The finding suggests that ancient humans migrated out of Africa many times, though these migrations were not always successful, he argued. “Some populations got all the way over to eastern Asia, but we have to imagine that these were small, sort of hunting-and-gathering populations. And while they may have mated across East Asia, it doesn’t mean they survived for a long period of time. Some populations might have become isolated, and some might have become extinct.”

These migrations may even have predated the worst of the modern Ice Ages. While the Earth endured some large swings in temperature about 2 million years ago, the mighty, continent-churning glaciations of the past million years had yet to parade down from the North Pole.

The Loess Plateau likely alternated between arid steppe and moist grassland every 40,000 years. Tools also appear to grow more scarce in the site during these cold and dry intervals, suggesting that ancient humans could only adapt so much to life out of the tropics. And it’s worth noting that the new study does not claim that hominins have continuously inhabited Asia for the past 2 million years.

Kappelman, the University of Texas professor, took a more robust view of this ancient-human community. He noted that different types of australopithecus—a hominin that briefly shared Africa with Homo habilis for 500,000 yearslived for millions of years without ever appearing to leave Africa. But 2.1 million years ago, as the first fossils from our genus, Homo, appear—scientists suddenly find evidence of an ancient-human presence across much of the Old World.

“What this paper suggests is: Boom! You get this dispersal, all the way across what was then the known Earth.
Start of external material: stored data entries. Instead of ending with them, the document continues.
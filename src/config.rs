use std::collections::BTreeMap;
use std::path::Path;

use rand::Rng;
use serde::Deserialize;

use crate::error::{Error, Result};
use crate::verdict::Severity;

/// Who may override a reviewer's FAIL.
#[derive(Debug, Clone, Copy, PartialEq, Eq, Deserialize)]
#[serde(rename_all = "snake_case")]
pub enum OverridePolicy {
    PrAuthor,
    WriteAccess,
    MaintainersOnly,
}

/// Model complexity tier, chosen by an external router from diff size.
#[derive(Debug, Clone, Copy, PartialEq, Eq)]
pub enum Tier {
    Flash,
    Standard,
    Pro,
}

impl Tier {
    pub fn parse(s: &str) -> Option<Tier> {
        match s {
            "flash" => Some(Tier::Flash),
            "standard" => Some(Tier::Standard),
            "pro" => Some(Tier::Pro),
            _ => None,
        }
    }

    pub fn name(&self) -> &'static str {
        match self {
            Tier::Flash => "flash",
            Tier::Standard => "standard",
            Tier::Pro => "pro",
        }
    }
}

/// How a reviewer's model is bound in config.
#[derive(Debug, Clone, PartialEq, Eq)]
pub enum ModelBinding {
    Explicit(String),
    Pool,
    Inherit,
}

#[derive(Debug, Clone, PartialEq)]
pub struct ReviewerProfile {
    pub codename: String,
    pub perspective: String,
    pub description: String,
    pub model_binding: ModelBinding,
    pub override_policy: OverridePolicy,
    pub critical: bool,
}

/// Picks one model from a non-empty pool. Injectable so tests pin the draw.
pub trait PoolSelector {
    fn pick<'a>(&self, pool: &'a [String]) -> &'a str;
}

/// Uniform draw. Distribution quality is not load-bearing here.
pub struct UniformSelector;

impl PoolSelector for UniformSelector {
    fn pick<'a>(&self, pool: &'a [String]) -> &'a str {
        let idx = rand::thread_rng().gen_range(0..pool.len());
        &pool[idx]
    }
}

/// Deterministic selector for tests: always index `0` modulo pool length.
pub struct FixedSelector(pub usize);

impl PoolSelector for FixedSelector {
    fn pick<'a>(&self, pool: &'a [String]) -> &'a str {
        &pool[self.0 % pool.len()]
    }
}

// --- Raw file shapes ---

#[derive(Debug, Clone, Deserialize, Default, PartialEq)]
#[serde(deny_unknown_fields)]
pub struct ConfigFile {
    #[serde(default)]
    pub reviewers: Vec<ReviewerEntry>,
    #[serde(default)]
    pub model: ModelSection,
    pub waves: Option<WavesSection>,
    #[serde(default)]
    pub overrides: OverridesSection,
    #[serde(default)]
    pub runner: RunnerSection,
    #[serde(default)]
    pub triage: TriageSection,
}

#[derive(Debug, Clone, Deserialize, PartialEq)]
#[serde(deny_unknown_fields)]
pub struct ReviewerEntry {
    pub codename: String,
    pub perspective: String,
    #[serde(default)]
    pub description: String,
    pub model: Option<String>,
    pub override_policy: Option<OverridePolicy>,
    pub critical: Option<bool>,
}

#[derive(Debug, Clone, Deserialize, Default, PartialEq)]
#[serde(deny_unknown_fields)]
pub struct ModelSection {
    pub default: Option<String>,
    #[serde(default)]
    pub pool: Vec<String>,
    #[serde(default)]
    pub fallback: Vec<String>,
    pub tiers: Option<TierPools>,
    #[serde(default)]
    pub wave_pools: BTreeMap<String, Vec<String>>,
}

#[derive(Debug, Clone, Deserialize, Default, PartialEq)]
#[serde(deny_unknown_fields)]
pub struct TierPools {
    #[serde(default)]
    pub flash: Vec<String>,
    #[serde(default)]
    pub standard: Vec<String>,
    #[serde(default)]
    pub pro: Vec<String>,
}

#[derive(Debug, Clone, Deserialize, PartialEq)]
#[serde(deny_unknown_fields)]
pub struct WavesSection {
    pub gate_severity: Option<String>,
    pub definitions: BTreeMap<String, WaveDef>,
    #[serde(default)]
    pub max_for_tier: BTreeMap<String, String>,
}

#[derive(Debug, Clone, Deserialize, PartialEq)]
#[serde(deny_unknown_fields)]
pub struct WaveDef {
    pub reviewers: Vec<String>,
}

#[derive(Debug, Clone, Deserialize, PartialEq)]
#[serde(deny_unknown_fields, default)]
pub struct OverridesSection {
    pub command: String,
    pub legacy_command: String,
    pub trusted_bot_login: String,
}

impl Default for OverridesSection {
    fn default() -> Self {
        Self {
            command: "/cerberus override".to_string(),
            legacy_command: "/council override".to_string(),
            trusted_bot_login: "cerberus-bot".to_string(),
        }
    }
}

#[derive(Debug, Clone, Deserialize, PartialEq)]
#[serde(deny_unknown_fields, default)]
pub struct RunnerSection {
    pub cli: String,
    pub api_key_env: String,
    pub timeout_seconds: u64,
    pub agents_dir: String,
}

impl Default for RunnerSection {
    fn default() -> Self {
        Self {
            cli: "agentctl".to_string(),
            api_key_env: "ANTHROPIC_API_KEY".to_string(),
            timeout_seconds: 600,
            agents_dir: ".cerberus/agents".to_string(),
        }
    }
}

#[derive(Debug, Clone, Deserialize, PartialEq)]
#[serde(deny_unknown_fields, default)]
pub struct TriageSection {
    pub enabled: bool,
    pub max_attempts: u32,
    pub stale_hours: u64,
}

impl Default for TriageSection {
    fn default() -> Self {
        Self {
            enabled: true,
            max_attempts: 3,
            stale_hours: 24,
        }
    }
}

// --- Validated config ---

#[derive(Debug, Clone, PartialEq)]
pub struct WavesConfig {
    pub gate_severity: Severity,
    /// Ordered wave list: (name, reviewer codenames).
    pub definitions: Vec<(String, Vec<String>)>,
    pub max_for_tier: BTreeMap<String, String>,
}

impl WavesConfig {
    pub fn wave(&self, name: &str) -> Option<&[String]> {
        self.definitions
            .iter()
            .find(|(n, _)| n == name)
            .map(|(_, r)| r.as_slice())
    }

    /// The wave after `name`, if any.
    pub fn next_after(&self, name: &str) -> Option<&str> {
        let idx = self.definitions.iter().position(|(n, _)| n == name)?;
        self.definitions.get(idx + 1).map(|(n, _)| n.as_str())
    }
}

#[derive(Debug, Clone, PartialEq)]
pub struct Config {
    pub reviewers: Vec<ReviewerProfile>,
    pub default_model: String,
    pub pool: Vec<String>,
    pub fallback: Vec<String>,
    pub tiers: TierPools,
    pub wave_pools: BTreeMap<String, Vec<String>>,
    pub waves: Option<WavesConfig>,
    pub overrides: OverridesSection,
    pub runner: RunnerSection,
    pub triage: TriageSection,
}

impl Config {
    pub fn load(path: &Path) -> Result<Config> {
        if !path.exists() {
            return Err(Error::ConfigNotFound(path.to_path_buf()));
        }
        let content = std::fs::read_to_string(path)?;
        let file = parse_config(&content)?;
        validate(file)
    }

    pub fn get_reviewer(&self, perspective: &str) -> Result<&ReviewerProfile> {
        self.reviewers
            .iter()
            .find(|r| r.perspective == perspective)
            .ok_or_else(|| Error::ConfigValidation(format!("unknown perspective: {perspective}")))
    }

    pub fn get_reviewer_by_codename(&self, codename: &str) -> Option<&ReviewerProfile> {
        self.reviewers.iter().find(|r| r.codename == codename)
    }

    pub fn get_override_policy(&self, perspective: &str) -> Result<OverridePolicy> {
        Ok(self.get_reviewer(perspective)?.override_policy)
    }

    fn tier_pool(&self, tier: Tier) -> &[String] {
        match tier {
            Tier::Flash => &self.tiers.flash,
            Tier::Standard => &self.tiers.standard,
            Tier::Pro => &self.tiers.pro,
        }
    }

    /// Resolve the model for one reviewer task.
    ///
    /// Order: action-level override, explicit binding, wave pool, tier pool,
    /// global default. A `pool` binding draws from the most specific
    /// applicable pool (wave, then tier, then the global pool).
    pub fn resolve_model(
        &self,
        profile: &ReviewerProfile,
        tier: Option<Tier>,
        wave: Option<&str>,
        action_override: Option<&str>,
        selector: &dyn PoolSelector,
    ) -> Result<String> {
        if let Some(m) = action_override {
            return Ok(m.to_string());
        }

        let wave_pool = wave
            .and_then(|w| self.wave_pools.get(w))
            .filter(|p| !p.is_empty());
        let tier_pool = tier
            .map(|t| self.tier_pool(t))
            .filter(|p| !p.is_empty());

        match &profile.model_binding {
            ModelBinding::Explicit(m) => Ok(m.clone()),
            ModelBinding::Pool => {
                let pool = wave_pool
                    .map(|p| p.as_slice())
                    .or(tier_pool)
                    .or(if self.pool.is_empty() {
                        None
                    } else {
                        Some(self.pool.as_slice())
                    })
                    .ok_or_else(|| {
                        Error::ConfigValidation(format!(
                            "reviewer {} binds to a pool but no pool applies",
                            profile.codename
                        ))
                    })?;
                Ok(selector.pick(pool).to_string())
            }
            ModelBinding::Inherit => {
                if let Some(p) = wave_pool {
                    Ok(selector.pick(p).to_string())
                } else if let Some(p) = tier_pool {
                    Ok(selector.pick(p).to_string())
                } else {
                    Ok(self.default_model.clone())
                }
            }
        }
    }

    /// Ordered model list for a runner: resolved primary plus the fallback
    /// chain, with duplicates of the primary removed.
    pub fn model_chain(&self, primary: &str) -> Vec<String> {
        let mut models = vec![primary.to_string()];
        for m in &self.fallback {
            if m != primary {
                models.push(m.clone());
            }
        }
        models
    }
}

pub fn parse_config(content: &str) -> Result<ConfigFile> {
    let config: ConfigFile = toml::from_str(content)?;
    Ok(config)
}

pub fn validate(file: ConfigFile) -> Result<Config> {
    if file.reviewers.is_empty() {
        return Err(Error::ConfigValidation(
            "no reviewers configured".to_string(),
        ));
    }

    let mut reviewers = Vec::with_capacity(file.reviewers.len());
    for entry in &file.reviewers {
        if entry.codename.trim().is_empty() {
            return Err(Error::ConfigValidation(
                "reviewer codename must be non-empty".to_string(),
            ));
        }
        if reviewers
            .iter()
            .any(|r: &ReviewerProfile| r.codename == entry.codename)
        {
            return Err(Error::ConfigValidation(format!(
                "duplicate reviewer codename: {}",
                entry.codename
            )));
        }
        if reviewers
            .iter()
            .any(|r: &ReviewerProfile| r.perspective == entry.perspective)
        {
            return Err(Error::ConfigValidation(format!(
                "duplicate reviewer perspective: {}",
                entry.perspective
            )));
        }
        let model_binding = match entry.model.as_deref() {
            None => ModelBinding::Inherit,
            Some("pool") => ModelBinding::Pool,
            Some(m) if m.trim().is_empty() => {
                return Err(Error::ConfigValidation(format!(
                    "reviewer {} has an empty model binding",
                    entry.codename
                )));
            }
            Some(m) => ModelBinding::Explicit(m.to_string()),
        };
        reviewers.push(ReviewerProfile {
            codename: entry.codename.clone(),
            perspective: entry.perspective.clone(),
            description: entry.description.clone(),
            model_binding,
            override_policy: entry.override_policy.unwrap_or(OverridePolicy::WriteAccess),
            critical: entry.critical.unwrap_or(false),
        });
    }

    let default_model = match file.model.default {
        Some(m) if !m.trim().is_empty() => m,
        _ => {
            return Err(Error::ConfigValidation(
                "model.default is required".to_string(),
            ));
        }
    };

    let waves = match file.waves {
        None => None,
        Some(section) => {
            if section.definitions.is_empty() {
                return Err(Error::ConfigValidation(
                    "waves.definitions must not be empty".to_string(),
                ));
            }
            let gate_severity = match section.gate_severity.as_deref() {
                None | Some("major") => Severity::Major,
                Some("critical") => Severity::Critical,
                Some(other) => {
                    return Err(Error::ConfigValidation(format!(
                        "waves.gate_severity must be critical or major, got {other}"
                    )));
                }
            };
            let mut definitions = Vec::new();
            for (name, def) in &section.definitions {
                for codename in &def.reviewers {
                    if !reviewers.iter().any(|r| &r.codename == codename) {
                        return Err(Error::ConfigValidation(format!(
                            "wave {name} references unknown reviewer: {codename}"
                        )));
                    }
                }
                definitions.push((name.clone(), def.reviewers.clone()));
            }
            for (tier, wave) in &section.max_for_tier {
                if Tier::parse(tier).is_none() {
                    return Err(Error::ConfigValidation(format!(
                        "waves.max_for_tier references unknown tier: {tier}"
                    )));
                }
                if !definitions.iter().any(|(n, _)| n == wave) {
                    return Err(Error::ConfigValidation(format!(
                        "waves.max_for_tier references unknown wave: {wave}"
                    )));
                }
            }
            Some(WavesConfig {
                gate_severity,
                definitions,
                max_for_tier: section.max_for_tier,
            })
        }
    };

    for (wave, pool) in &file.model.wave_pools {
        if pool.is_empty() {
            return Err(Error::ConfigValidation(format!(
                "model.wave_pools.{wave} must not be empty"
            )));
        }
    }

    if file.runner.timeout_seconds == 0 {
        return Err(Error::ConfigValidation(
            "runner.timeout_seconds must be > 0".to_string(),
        ));
    }
    if file.triage.max_attempts == 0 {
        return Err(Error::ConfigValidation(
            "triage.max_attempts must be > 0".to_string(),
        ));
    }

    Ok(Config {
        reviewers,
        default_model,
        pool: file.model.pool,
        fallback: file.model.fallback,
        tiers: file.model.tiers.unwrap_or_default(),
        wave_pools: file.model.wave_pools,
        waves,
        overrides: file.overrides,
        runner: file.runner,
        triage: file.triage,
    })
}

#[cfg(test)]
pub fn test_config(toml_str: &str) -> Config {
    validate(parse_config(toml_str).unwrap()).unwrap()
}
use serde::{Deserialize, Serialize};
use tracing::info;

use crate::config::{Config, Tier};
use crate::error::{Error, Result};

/// One unit of reviewer work, consumed by a parallel runner.
///
/// The tier/wave annotations tell the runner which pool to draw from.
#[derive(Debug, Clone, PartialEq, Eq, Serialize, Deserialize)]
pub struct ReviewerTask {
    pub codename: String,
    pub perspective: String,
    #[serde(default, skip_serializing_if = "Option::is_none")]
    pub model_tier: Option<String>,
    #[serde(default, skip_serializing_if = "Option::is_none")]
    pub model_wave: Option<String>,
}

/// Whether `tier` is allowed to reach `wave` under `waves.max_for_tier`.
///
/// A tier with no cap reaches every wave. The cap names the last wave the
/// tier may run, by wave order.
pub fn tier_allows_wave(config: &Config, tier: Tier, wave: &str) -> bool {
    let Some(waves) = &config.waves else {
        return true;
    };
    let Some(cap) = waves.max_for_tier.get(tier.name()) else {
        return true;
    };
    let pos = |name: &str| waves.definitions.iter().position(|(n, _)| n == name);
    match (pos(wave), pos(cap)) {
        (Some(w), Some(c)) => w <= c,
        _ => true,
    }
}

/// Expand the roster into the ordered list of reviewer tasks for one run.
pub fn expand(config: &Config, wave: Option<&str>, tier: Option<Tier>) -> Result<Vec<ReviewerTask>> {
    let tier_name = tier.map(|t| t.name().to_string());

    let selected: Vec<&crate::config::ReviewerProfile> = match wave {
        None => config.reviewers.iter().collect(),
        Some(name) => {
            let waves = config.waves.as_ref().ok_or_else(|| {
                Error::ConfigValidation(format!("wave {name} selected but no waves configured"))
            })?;
            let codenames = waves
                .wave(name)
                .ok_or_else(|| Error::ConfigValidation(format!("unknown wave: {name}")))?;
            if let Some(t) = tier
                && !tier_allows_wave(config, t, name)
            {
                info!(wave = name, tier = t.name(), "wave capped for tier, emitting no tasks");
                return Ok(Vec::new());
            }
            codenames
                .iter()
                .map(|c| {
                    config.get_reviewer_by_codename(c).ok_or_else(|| {
                        Error::ConfigValidation(format!("wave {name} references unknown reviewer: {c}"))
                    })
                })
                .collect::<Result<Vec<_>>>()?
        }
    };

    Ok(selected
        .into_iter()
        .map(|r| ReviewerTask {
            codename: r.codename.clone(),
            perspective: r.perspective.clone(),
            model_tier: tier_name.clone(),
            model_wave: wave.map(str::to_string),
        })
        .collect())
}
The pieces were being filled in there very early on,” Kappelman told me. “It’s the kind of thing where, if we saw this for some other species, it would be remarkable.”

He could recall only one other mammal that moved into a new territory and immediately dispersed across it: ancient horses. “They originated in North America, then migrated into the Old World about 11 million years ago. And then, boom, it’s like gangbusters. They’re everywhere,” he said.

Ancient humans might have gone through a similar expansion, even before they gained all the traits that define a modern Homo sapiens. We just have less evidence of this explosion: Since ancient humans were carnivores, they never would have been as abundant as horses, which are lower on the food chain.

“The world is overrun with people today,” Kappelman said. “There was a period in time when it wasn’t.” The challenge is trying to piece together how humans went from scarce to ubiquitous. “What was it about their behavior? Because we don’t see australopithecus going out, even though they are around at the same time. We just don’t find other hominins in Eurasia until the rise of Homo.